• _What to work on_: In the material below, list every line carrying the string "impl".

[Data for the task]

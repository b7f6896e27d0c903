//! # Nexus Worker Process
//!
//! ```bash
//! DATABASE_URL=postgresql://localhost/nexus \
//! REDIS_URL=redis://localhost:6379/0 \
//! LLM_CONFIG=config/llm_config.json \
//! WORKER_ID=1 \
//!     cargo run --bin nexus-worker
//! ```

use std::process::ExitCode;
use std::sync::Arc;

use tokio::signal;
use tokio_util::sync::CancellationToken;
use tracing::{error, info};
use tracing_subscriber::EnvFilter;

use nexus_orchestration::context::SystemContext;
use nexus_shared::config::NexusConfig;
use nexus_shared::llm::LlmClient;
use nexus_worker::{ResearchWorker, WorkerConfig};

#[tokio::main]
async fn main() -> ExitCode {
    tracing_subscriber::fmt()
        .with_env_filter(EnvFilter::try_from_default_env().unwrap_or_else(|_| "info".into()))
        .init();
    dotenvy::dotenv().ok();

    let config = match NexusConfig::from_env() {
        Ok(config) => config,
        Err(e) => {
            error!(error = %e, "invalid configuration");
            return ExitCode::FAILURE;
        }
    };

    let worker_config = WorkerConfig {
        worker_id: std::env::var("WORKER_ID")
            .ok()
            .and_then(|raw| raw.parse().ok())
            .unwrap_or_else(std::process::id),
        heartbeat_interval: config.heartbeat_interval(),
        ..Default::default()
    };

    info!(worker_id = worker_config.worker_id, "Starting Nexus worker");
    info!("   Version: {}", env!("CARGO_PKG_VERSION"));

    let llm = match LlmClient::from_config_file(&config.llm_config_path) {
        Ok(llm) => Arc::new(llm),
        Err(e) => {
            error!(error = %e, path = %config.llm_config_path, "cannot load LLM configuration");
            return ExitCode::FAILURE;
        }
    };

    let ctx = match SystemContext::production(config).await {
        Ok(ctx) => ctx,
        Err(e) => {
            error!(error = %e, "failed to initialize system context");
            return ExitCode::FAILURE;
        }
    };

    let worker = match ResearchWorker::new(ctx.clone(), llm, worker_config) {
        Ok(worker) => worker,
        Err(e) => {
            error!(error = %e, "failed to build worker");
            return ExitCode::FAILURE;
        }
    };

    let shutdown = CancellationToken::new();
    let signal_shutdown = shutdown.clone();
    tokio::spawn(async move {
        shutdown_signal().await;
        info!("shutdown signal received, finishing in-flight work");
        signal_shutdown.cancel();
    });

    let result = worker.run(shutdown).await;
    ctx.shutdown().await;

    match result {
        Ok(()) => {
            info!("Nexus worker shutdown complete");
            ExitCode::SUCCESS
        }
        Err(e) => {
            error!(error = %e, "worker exited with error");
            ExitCode::FAILURE
        }
    }
}

/// Wait for Ctrl+C or SIGTERM.
async fn shutdown_signal() {
    let ctrl_c = async {
        signal::ctrl_c().await.expect("install Ctrl+C handler");
    };

    #[cfg(unix)]
    let terminate = async {
        signal::unix::signal(signal::unix::SignalKind::terminate())
            .expect("install SIGTERM handler")
            .recv()
            .await;
    };

    #[cfg(not(unix))]
    let terminate = std::future::pending::<()>();

    tokio::select! {
        _ = ctrl_c => info!("received Ctrl+C"),
        _ = terminate => info!("received SIGTERM"),
    }
}
//! # Continuous-Mode Scheduler
//!
//! Tasks flagged continuous are re-enqueued after their configured
//! interval once a run completes. A small timer wheel: a min-heap of
//! deadlines drained by one background task, each firing enqueueing a
//! fresh envelope with the same task id and a bumped run counter.

use std::cmp::Reverse;
use std::collections::BinaryHeap;
use std::sync::{Arc, Mutex};
use std::time::{Duration, Instant};

use tokio::sync::Notify;
use tokio_util::sync::CancellationToken;
use tracing::{error, info};

use nexus_queue::WorkQueueProvider;
use nexus_shared::monitoring::{EventBus, MonitoringEvent, MonitoringEventType};
use nexus_shared::types::JobEnvelope;

#[derive(Debug)]
struct ScheduledRun {
    due: Instant,
    envelope: JobEnvelope,
}

impl PartialEq for ScheduledRun {
    fn eq(&self, other: &Self) -> bool {
        self.due == other.due
    }
}
impl Eq for ScheduledRun {}
impl PartialOrd for ScheduledRun {
    fn partial_cmp(&self, other: &Self) -> Option<std::cmp::Ordering> {
        Some(self.cmp(other))
    }
}
impl Ord for ScheduledRun {
    fn cmp(&self, other: &Self) -> std::cmp::Ordering {
        self.due.cmp(&other.due)
    }
}

#[derive(Debug, Clone)]
pub struct ContinuousScheduler {
    queue: WorkQueueProvider,
    event_bus: EventBus,
    pending: Arc<Mutex<BinaryHeap<Reverse<ScheduledRun>>>>,
    changed: Arc<Notify>,
}

impl ContinuousScheduler {
    pub fn new(queue: WorkQueueProvider, event_bus: EventBus) -> Self {
        Self {
            queue,
            event_bus,
            pending: Arc::new(Mutex::new(BinaryHeap::new())),
            changed: Arc::new(Notify::new()),
        }
    }

    /// Schedule the next run of a completed continuous task.
    pub fn schedule_next_run(&self, completed: &JobEnvelope) {
        let Some(hours) = completed.continuous_interval_hours else {
            return;
        };
        self.schedule_after(completed, Duration::from_secs(u64::from(hours) * 3600));
    }

    /// Schedule a fresh envelope (same task id, bumped run counter) after
    /// a delay.
    pub fn schedule_after(&self, completed: &JobEnvelope, delay: Duration) {
        let next = completed.next_run();
        info!(
            task_id = %next.task_id,
            run = next.run_counter,
            delay_secs = delay.as_secs(),
            "continuous run scheduled"
        );
        self.pending
            .lock()
            .unwrap_or_else(|p| p.into_inner())
            .push(Reverse(ScheduledRun {
                due: Instant::now() + delay,
                envelope: next,
            }));
        self.changed.notify_waiters();
    }

    pub fn pending_count(&self) -> usize {
        self.pending.lock().unwrap_or_else(|p| p.into_inner()).len()
    }

    fn pop_due(&self) -> (Vec<JobEnvelope>, Option<Instant>) {
        let mut pending = self.pending.lock().unwrap_or_else(|p| p.into_inner());
        let now = Instant::now();
        let mut due = Vec::new();
        while let Some(Reverse(head)) = pending.peek() {
            if head.due <= now {
                due.push(pending.pop().expect("peeked entry").0.envelope);
            } else {
                break;
            }
        }
        let next_due = pending.peek().map(|Reverse(run)| run.due);
        (due, next_due)
    }

    /// Drain the wheel until cancelled.
    pub async fn run(self, shutdown: CancellationToken) {
        info!("continuous scheduler started");
        loop {
            let (due, next_due) = self.pop_due();
            for envelope in due {
                if let Err(e) = self.queue.enqueue(&envelope).await {
                    error!(task_id = %envelope.task_id, error = %e, "continuous re-enqueue failed");
                    continue;
                }
                self.event_bus
                    .publish(
                        &MonitoringEvent::task(
                            MonitoringEventType::TaskEnqueued,
                            envelope.task_id.clone(),
                        )
                        .with_meta(serde_json::json!({
                            "continuous": true,
                            "run_counter": envelope.run_counter,
                        })),
                    )
                    .await;
            }

            let sleep_for = next_due
                .map(|due| due.saturating_duration_since(Instant::now()))
                .unwrap_or(Duration::from_secs(60));
            tokio::select! {
                _ = shutdown.cancelled() => {
                    info!("continuous scheduler stopping");
                    break;
                }
                _ = self.changed.notified() => {}
                _ = tokio::time::sleep(sleep_for) => {}
            }
        }
    }
}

[/Data for the task]

• _Response area_:
impl PartialEq for ScheduledRun {
impl Eq for ScheduledRun {}
impl PartialOrd for ScheduledRun {
impl Ord for ScheduledRun {
impl ContinuousScheduler {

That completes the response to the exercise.